For postmenopausal women, we adjusted for assay batch (16), age at blood draw (55, 55–60, 60–65, >65 years), age at first birth/parity (nulliparous, age at first birth<25 years/1–4 children, age at first birth 25–29 years/1–4 children, age at first birth 30 years/1–4 children, age at first birth<25 years/5 children, age at first birth>25 years/5 children), and time of day of blood draw (1–8 a.m., 9 a.m.-noon, 1 p.m.–4 p.m., 5 p.m.-midnight).

We also assessed whether the associations differed by BMI, a major source of hormone production in postmenopausal women, and cholesterol, a precursor for ovarian hormone production, using multiplicative interaction terms. P-values were two-sided and considered statistically significant if ≤0.05.

RESULTS

There were 524 premenopausal and 713 postmenopausal women available for analysis, with a mean age at blood draw of 43 and 62 years, respectively (Table 1). Women were, on average, overweight in both groups. Among premenopausal women, 83% provided timed samples, 84% had previously used oral contraceptives, and 5% were current smokers. Among postmenopausal women, 32% had previously used oral contraceptives and 12% were current smokers. Mean parity was higher, and physical activity was lower, among the postmenopausal women. Sex hormone levels were in the expected ranges24.

TABLE 1
Characteristics of Premenopausal and Postmenopausal Women in the Nurses’ Health Study and Nurses’ Health Study II, Respectively

Cut-points for each exposure were based on the distribution in the population or on what has previously been associated with cancer risk5. The cut-points were ≤6 cups/week, 1 cups/day, 2–3 cups/day and ≥4 cups/day for coffee; ≤1cups/week, 2–6 cups/week, 1 cup/day and ≥2 cups/day for tea; and ≤1–3cups/month, 1–6 cups/week, 1 cups/day and ≥2 cups/day for decaffeinated coffee. For caffeine intake, the quartiles were based on the distribution in the premenopausal and postmenopausal women separately (see tables 3 and and5,5, respectively).

TABLE 3
Adjusted Geometric Mean Levelsa of Estrogens, Androgens, Progesterone, Prolactin and SHBG by Quartiles of Coffee Intake in Premenopausal Women
TABLE 5
Adjusted Geometric Mean Levelsa of Estrogens, Androgens, Prolactin, and SHBG by Quartiles of Coffee Intake in Postmenopausal Women Not Taking PMH

Among premenopausal women with an ovulatory cycle at blood draw, caffeine intake was inversely associated with luteal total estradiol (mean for the highest (Q4) versus lowest (Q1) quartile=117 versus 134pg/mL; P-trend=0.02) and luteal free estradiol (mean, Q4 versus Q1=1.44 versus 1.70pg/mL; P-trend=0.01), and positively associated with luteal progesterone levels (mean, Q4 versus Q1=1585 versus 1412ng/dL; P-trend=0.03) (Table 2). Similarly, higher coffee intake was associated with lower luteal total estradiol (P-trend=0.007) and luteal free estradiol levels (P-trend=0.004), but not with progesterone levels (P-trend=0.20) (Table 3). There were no significant associations with any other hormones. Results were similar, although somewhat weaker, when including women with anovulatory cycles (data not shown).

TABLE 2
Adjusted Geometric Mean Levelsa of Estrogens, Androgens, Progesterone, Prolactin and SHBG by Quartile of Caffeine Intake in Premenopausal Women

Decaffeinated coffee was associated with significantly lower DHEAS levels (mean, Q4 versus Q1=66.4 versus 79.6μg/dL; P-trend=0.04). We did not observe any other associations between decaffeinated coffee and hormone levels (data not shown). Tea intake was positively associated with follicular estradiol (mean, Q4 versus Q1=54.6 versus 45.8pg/mL; P-trend=0.05) and follicular free estradiol levels (mean, Q4 versus Q1=0.70 versus 0.57pg/mL; P-trend=0.009). There was a suggestive inverse association between tea and DHEAS (P-trend=0.08).

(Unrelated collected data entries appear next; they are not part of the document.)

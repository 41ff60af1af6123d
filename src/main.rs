use log::{debug, info};
use nor_ftl::config::*;
use nor_ftl::{FlashTranslationLayer, FtlConfig, RamFlash};
use rand::prelude::*;
use simplelog::*;
use time::macros::format_description;

const UNITS: usize = 64;

fn main() -> nor_ftl::Result<()> {
    let log_cfg = ConfigBuilder::new()
        .set_time_format_custom(format_description!("[hour]:[minute]:[second].[subsecond]"))
        .build();

    SimpleLogger::init(LevelFilter::Info, log_cfg).unwrap();

    let op = DEFAULT_OP;
    let mut fw = FlashTranslationLayer::new(RamFlash::with_units(UNITS), FtlConfig::new_with_op(op))?;
    fw.format()?;
    let max_lba = fw.info().block_count - 1;

    let mut block = vec![0u8; BLOCK_SIZE];
    for lba in 0..=max_lba {
        block.fill(lba as u8);
        fw.write(lba, 1, &block)?;
    }
    info!("Drive preconditioned");

    let mut rng: SmallRng = SmallRng::seed_from_u64(7);

    for c in 0..4 {
        for _ in 0..=max_lba {
            let lba = rng.gen_range(0..=max_lba);
            rng.fill(&mut block[..]);
            fw.write(lba, 1, &block)?;
        }
        let stats = fw.stats();
        info!(
            "Capacity {} randomly written: {} reclaims, erase counts {}..={}",
            c, stats.reclaims, stats.min_erase_count, stats.max_erase_count
        );
    }

    let flash = fw.into_flash();
    debug!("flash ops: {:?}", flash.counters());
    let fw = FlashTranslationLayer::open(flash, FtlConfig::new_with_op(op))?;
    info!("Remounted, {} free slots", fw.stats().free_slots);
    Ok(())
}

There were no significant interactions with BMI for any exposure (all P-interactions≥0.11); however, the relationship of caffeine intake with DHEA and DHEAS levels differed by cholesterol intake (P-interaction=0.02 and 0.04, respectively). Caffeine intake was positively associated with DHEA and DHEAS levels among women at or above the median for cholesterol intake (P-trend=0.04 and 0.11, respectively) but not among those below the median.

Among postmenopausal women, caffeine intake was associated with higher levels of SHBG (mean, Q4 versus Q1=52 versus 47nmol/l; P-trend=0.03) (Table 4). Similarly, higher coffee intake was modestly positively associated with SHBG levels (P-trend=0.06) (Table 5). There was also a suggestion of an inverse association between caffeine and free testosterone (P-trend=0.09). Caffeine and coffee intakes were not associated with other circulating hormones. Decaffeinated coffee was modestly inversely associated with free estradiol (P-trend=0.06) and estrone sulfate (P-trend=0.07) levels, and was significantly inversely associated with DHEAS levels (mean, Q4 versus Q1=79 versus 75μg/dL; P-trend=0.01). We observed no significant associations between circulating sex hormones and tea intake (P-trend≥0.22). Generally the results showed a stronger dose-response relationship with deciles of intake (data not shown).

TABLE 4
Adjusted Geometric Mean Levelsa of Estrogens, Androgens, Prolactin, and SHBG by Quartiles of Caffeine Intake in Postmenopausal Women Not Taking PMH

DISCUSSION

We examined the relationships between caffeine, coffee, and tea intake with circulating sex hormones, prolactin and SHBG levels in a large cross-sectional study. Among premenopausal women, caffeine and coffee intake were inversely associated with luteal levels of total and free estradiol. Furthermore, caffeine intake was positively associated with luteal progesterone levels. We also observed a positive association between tea intake and follicular and free estradiol levels. There was a positive association of caffeine and coffee intake with SHBG levels among postmenopausal women. Decaffeinated coffee was inversely associated with DHEAS levels in both groups.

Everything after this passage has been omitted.